• _Entries supplied_:
//! Rule-engine errors.
//!
//! Every variant is recoverable: validation always runs before any write, so a
//! rejected request leaves the session exactly as it was.

use crate::action::Move;

/// Error that can occur when addressing the board or applying a move.
#[derive(Debug, Clone, PartialEq, Eq, derive_more::Display)]
pub enum RuleError {
    /// A coordinate outside the 9x7 grid.
    #[display("Coordinate ({row}, {col}) is outside the 9x7 board")]
    OutOfBounds {
        /// Requested row.
        row: usize,
        /// Requested column.
        col: usize,
    },

    /// The move is not among the legal moves of the side to move.
    #[display("Illegal move {_0}")]
    IllegalMove(Move),

    /// The game has already been decided.
    #[display("Game is already over")]
    GameAlreadyOver,
}

impl std::error::Error for RuleError {}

• _What is expected_: The full listing above should be repeated without omission.

• _Written answer_:
//! Rule-engine errors.
//!
//! Every variant is recoverable: validation always runs before any write, so a
//! rejected request leaves the session exactly as it was.

use crate::action::Move;

/// Error that can occur when addressing the board or applying a move.
#[derive(Debug, Clone, PartialEq, Eq, derive_more::Display)]
pub enum RuleError {
    /// A coordinate outside the 9x7 grid.
    #[display("Coordinate ({row}, {col}) is outside the 9x7 board")]
    OutOfBounds {
        /// Requested row.
        row: usize,
        /// Requested column.
        col: usize,
    },

    /// The move is not among the legal moves of the side to move.
    #[display("Illegal move {_0}")]
    IllegalMove(Move),

    /// The game has already been decided.
    #[display("Game is already over")]
    GameAlreadyOver,
}

impl std::error::Error for RuleError {}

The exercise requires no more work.